Due to frailty and other issues related to aging, many older people move into nursing homes for care, where the out-of-pocket costs can be higher than costs associated with living at home or in other settings such as assisted living. Because so many Medicare recipients are also poor, however, Medicaid pays about 60% of the long-term care cost, an expense that is borne by the taxpayer. The financial drain due to nursing home care has led states to turn away people who need care, because the money is simply not there.

There is a solution. Research shows that people lead better lives when they stay at home. They are also less expensive to support. So we need to hasten this trend that healthcare industry executives call rebalancing.

When I was assistant secretary for aging at the U.S. Department of Health and Human Services, about 85% of the Medicaid budget was being spent on nursing homes. That has dropped to 55% due to a push to give people the freedom and choice to live on their own.

The Supreme Court hastened the process in 1999 when it ruled that, under the Americans with Disabilities Act, people who live in nursing homes but were able to live on their own had a civil right to receive care at home.

The Older Americans Act provides some of that home care coverage. Passed in 1965, it requires states to match federal funds at 25% for family caregiver support and 15% for supportive services, preventive health and meals. This federal match of funds for services at home incentivizes states to achieve more rapid rebalancing.

But that's not enough. The public should support experimental programs and financial incentives that give people a chance to come back home from hospitalizations and receive support. The U.S. Department of Health and Human Services estimates that the average cost of a year-long stay in a semi-private room in a nursing home is approximately $75,000. At ILS, the organization in which I am employed, we have been successful in reducing the cost of care to nearly $25,000 by providing it in the home.

Care in the home offers a lower cost, better quality, it's what the individual prefers and a significant amount of taxpayer financing is saved. We must do more to accelerate the movement of individuals from nursing homes back into their residence. We're aging as a nation faster than European countries. Baby boomers are increasing in numbers, and people are living longer due to healthier lifestyles and advances in medicine.
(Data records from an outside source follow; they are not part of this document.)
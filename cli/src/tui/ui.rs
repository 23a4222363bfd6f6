//! TUI rendering.

use ratatui::{
    prelude::*,
    widgets::{Block, BorderType, Borders, Cell, Clear, Paragraph, Row, Table, TableState, Wrap},
};
use tsunami_core::PortClass;

use super::app::{App, State};
use crate::commands::list::truncate;

pub fn draw(f: &mut Frame, app: &App) {
    let chunks = Layout::default()
        .direction(Direction::Vertical)
        .constraints([
            Constraint::Length(3), // Header
            Constraint::Min(0),    // Table
            Constraint::Length(3), // Footer
        ])
        .split(f.area());

    draw_header(f, app, chunks[0]);
    draw_table(f, app, chunks[1]);
    draw_footer(f, app, chunks[2]);

    match app.state() {
        State::Confirm => draw_confirm(f, app),
        State::Error => draw_error(f, app),
        _ => {}
    }
}

fn draw_header(f: &mut Frame, app: &App, area: Rect) {
    let title = Line::from(vec![
        Span::styled("TSUNAMI", Style::default().fg(Color::Cyan).bold()),
        Span::styled("  Filter: ", Style::default().fg(Color::Magenta)),
        Span::styled(format!("{}_", app.filter), Style::default().fg(Color::Magenta)),
    ]);

    let header = Paragraph::new(title).block(
        Block::default()
            .borders(Borders::ALL)
            .border_style(Style::default().fg(Color::DarkGray)),
    );

    f.render_widget(header, area);
}

fn port_color(class: PortClass) -> Color {
    match class {
        PortClass::System => Color::LightRed,
        PortClass::Registered => Color::LightGreen,
        PortClass::Ephemeral => Color::LightYellow,
    }
}

fn draw_table(f: &mut Frame, app: &App, area: Rect) {
    let header_cells = ["PORT", "PID", "PROCESS", "USER", "PROTO"]
        .iter()
        .map(|h| Cell::from(*h).style(Style::default().fg(Color::White).bold()));
    let header = Row::new(header_cells).height(1).bottom_margin(1);

    let filtered = app.filtered_ports();
    let rows = filtered.iter().map(|binding| {
        Row::new(vec![
            Cell::from(binding.port().to_string())
                .style(Style::default().fg(port_color(binding.port_class()))),
            Cell::from(binding.pid().to_string()),
            Cell::from(truncate(binding.process_name(), 20)),
            Cell::from(binding.owner().to_string()),
            Cell::from(binding.transport().as_str()),
        ])
    });

    let widths = [
        Constraint::Length(8),
        Constraint::Length(10),
        Constraint::Length(20),
        Constraint::Length(15),
        Constraint::Length(5),
    ];

    let title = if filtered.is_empty() {
        " No listening ports found ".to_string()
    } else {
        format!(" {} listening ", filtered.len())
    };

    let table = Table::new(rows, widths)
        .header(header)
        .block(
            Block::default()
                .borders(Borders::ALL)
                .border_style(Style::default().fg(Color::DarkGray))
                .title(title),
        )
        .row_highlight_style(Style::default().bg(Color::Blue).fg(Color::White).bold())
        .highlight_symbol("▸ ");

    let mut state = TableState::default();
    if !filtered.is_empty() {
        state.select(Some(app.selected));
    }

    f.render_stateful_widget(table, area, &mut state);
}

fn draw_footer(f: &mut Frame, app: &App, area: Rect) {
    let text = match (app.state(), app.target()) {
        (State::Killing, Some(target)) => {
            format!("Killing {} (PID {})...", target.process_name(), target.pid())
        }
        (State::Confirm, _) => "←/→ choose | enter apply | y yes | esc cancel".to_string(),
        (State::Error, _) => "Press any key to quit".to_string(),
        _ => "↑/↓ navigate | enter select | type to filter | esc clear/quit".to_string(),
    };

    let footer = Paragraph::new(text)
        .style(Style::default().fg(Color::DarkGray))
        .block(
            Block::default()
                .borders(Borders::ALL)
                .border_style(Style::default().fg(Color::DarkGray)),
        );

    f.render_widget(footer, area);
}

fn draw_confirm(f: &mut Frame, app: &App) {
    let Some(target) = app.target() else {
        return;
    };

    let (active, inactive) = (
        Style::default().bg(Color::Blue).fg(Color::White).bold(),
        Style::default().bg(Color::DarkGray).fg(Color::Gray),
    );
    let (yes_style, no_style) = if app.confirm_yes() {
        (active, inactive)
    } else {
        (inactive, active)
    };

    let text = vec![
        Line::from(Span::styled(
            "Kill process?",
            Style::default().fg(Color::Yellow).bold(),
        )),
        Line::default(),
        Line::from(target.to_string()),
        Line::default(),
        Line::from(vec![
            Span::styled("  Yes  ", yes_style),
            Span::raw("   "),
            Span::styled("  No  ", no_style),
        ]),
    ];

    let area = centered(f.area(), 50, 9);
    let modal = Paragraph::new(text).alignment(Alignment::Center).block(
        Block::default()
            .borders(Borders::ALL)
            .border_type(BorderType::Rounded)
            .border_style(Style::default().fg(Color::Gray)),
    );

    f.render_widget(Clear, area);
    f.render_widget(modal, area);
}

fn draw_error(f: &mut Frame, app: &App) {
    let message = format!("Error: {}", app.error().unwrap_or("unknown error"));

    let area = centered(f.area(), 60, 7);
    let modal = Paragraph::new(message)
        .style(Style::default().fg(Color::LightRed).bold())
        .alignment(Alignment::Center)
        .wrap(Wrap { trim: true })
        .block(
            Block::default()
                .borders(Borders::ALL)
                .border_type(BorderType::Rounded)
                .border_style(Style::default().fg(Color::LightRed)),
        );

    f.render_widget(Clear, area);
    f.render_widget(modal, area);
}

/// A `width` x `height` rectangle centered in `area`, shrunk to fit.
fn centered(area: Rect, width: u16, height: u16) -> Rect {
    let width = width.min(area.width);
    let height = height.min(area.height);
    Rect::new(
        area.x + (area.width - width) / 2,
        area.y + (area.height - height) / 2,
        width,
        height,
    )
}

#[cfg(test)]
mod tests {
    use super::*;
    use crossterm::event::{KeyCode, KeyEvent, KeyModifiers};
    use ratatui::backend::TestBackend;
    use tsunami_core::{PortBinding, Transport};

    fn render(app: &App) -> String {
        let mut terminal = Terminal::new(TestBackend::new(80, 20)).unwrap();
        terminal.draw(|f| draw(f, app)).unwrap();
        let buffer = terminal.backend().buffer();
        buffer
            .content()
            .chunks(buffer.area.width as usize)
            .map(|row| row.iter().map(|cell| cell.symbol()).collect::<String>())
            .collect::<Vec<_>>()
            .join("\n")
    }

    fn app() -> App {
        let mut app = App::new();
        app.set_bindings(vec![PortBinding::new(
            3000,
            42156,
            "node",
            "mike",
            Transport::Tcp,
            "*",
        )]);
        app
    }

    #[test]
    fn test_list_view() {
        let screen = render(&app());
        assert!(screen.contains("TSUNAMI"));
        assert!(screen.contains("PROCESS"));
        assert!(screen.contains("42156"));
        assert!(screen.contains("node"));
    }

    #[test]
    fn test_empty_view() {
        let screen = render(&App::new());
        assert!(screen.contains("No listening ports found"));
    }

    #[test]
    fn test_confirm_view() {
        let mut app = app();
        app.handle_key(KeyEvent::new(KeyCode::Enter, KeyModifiers::NONE));

        let screen = render(&app);
        assert!(screen.contains("Kill process?"));
        assert!(screen.contains("node (PID 42156) on port 3000"));
        assert!(screen.contains("Yes"));
    }

    #[test]
    fn test_error_view() {
        let mut app = app();
        app.set_error("lsof not found");

        let screen = render(&app);
        assert!(screen.contains("Error: lsof not found"));
    }

    #[test]
    fn test_centered_fits_small_area() {
        let rect = centered(Rect::new(0, 0, 20, 5), 50, 9);
        assert_eq!(rect, Rect::new(0, 0, 20, 5));
    }
}
//! Tsunami Core Library
//!
//! Finds the processes listening on TCP ports and stops them.
//! Provides functionality to:
//! - Resolve listening sockets to owning processes
//! - Signal processes, escalating from SIGTERM to SIGKILL
//! - Kill several ports or PIDs in one pass with per-target reporting
//!
//! # Architecture
//! This library follows hexagonal architecture (ports & adapters):
//! - `domain`: Pure data models
//! - `ports`: Trait definitions (interfaces)
//! - `adapters`: Operating system implementations
//! - `application`: Use case services
//!
//! # Platform Support
//! - Linux: Reads `/proc/net/tcp` and `/proc/net/tcp6`
//! - macOS: Uses `lsof`
//! - Other Unix systems build but report `PlatformUnsupported`

#[cfg(not(unix))]
compile_error!("Unsupported platform: tsunami requires a Unix system");

// Hexagonal architecture layers
pub mod adapters;
pub mod application;
pub mod domain;
pub mod ports;

pub mod config;
pub mod error;

// Re-export domain types (primary API)
pub use domain::{
    filter_bindings, BindingFilter, KillOutcome, KillReport, KillTarget, PortBinding, PortClass,
    SignalKind, SignalPolicy, Termination, Transport,
};

// Re-export other commonly used types
pub use adapters::{NixSignaler, PortScanner};
pub use application::{validate_port, KillRequest, KillService, Resolver, Terminator};
pub use config::TerminateConfig;
pub use error::{Error, Result};
pub use ports::{BindingSource, ProcessSignaler};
An important initiative of many states is to move Medicaid long-term care into managed care companies by capitating these companies for the costs of long-term care. This moves the responsibility for rebalancing from the states to the managed care companies. MCOs can rebalance more rapidly than the states because of their more intensive care coordination and case management activities and their ability to assist people after hospital discharge and avoid unnecessary or premature nursing home placement. These companies also can build more robust networks of home- and community-based providers to accommodate the increase in patients served in a home setting.
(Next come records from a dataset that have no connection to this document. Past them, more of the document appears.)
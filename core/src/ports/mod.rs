//! Ports layer - Trait definitions (interfaces).
//!
//! This module defines the interfaces that the application layer uses
//! to interact with the operating system. Implementations live in `adapters`.

mod scanner;
mod signaler;

pub use scanner::BindingSource;
pub use signaler::ProcessSignaler;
Our system of long-term care must keep pace. The more healthcare services we deliver to homes — preventive care, nutrition and nursing — the more we can hold down costs. That, in turn, will enable government programs to extend benefits to more people in need and place a smaller burden on taxpayers.

Josefina Carbonell is senior vice president of long-term care and nutrition at Independent Living Systems. In 2001, she was appointed by President George W. Bush as the assistant secretary for aging at the U.S. Department of Health and Human Services, where she directed all operations including a $4.1 billion budget for federal grant programs to support community-based long-term care services for the U.S. elderly. She also co-led the implementation of the Medicare Modernization Act, Special Needs Plans and Part D Benefits, as well as served as a principal advocate in the U.S. for independent living for the elderly. Carbonell established, modernized and guided numerous programs, campaigns and networks in HHS until she joined the ILS management team in January 2009.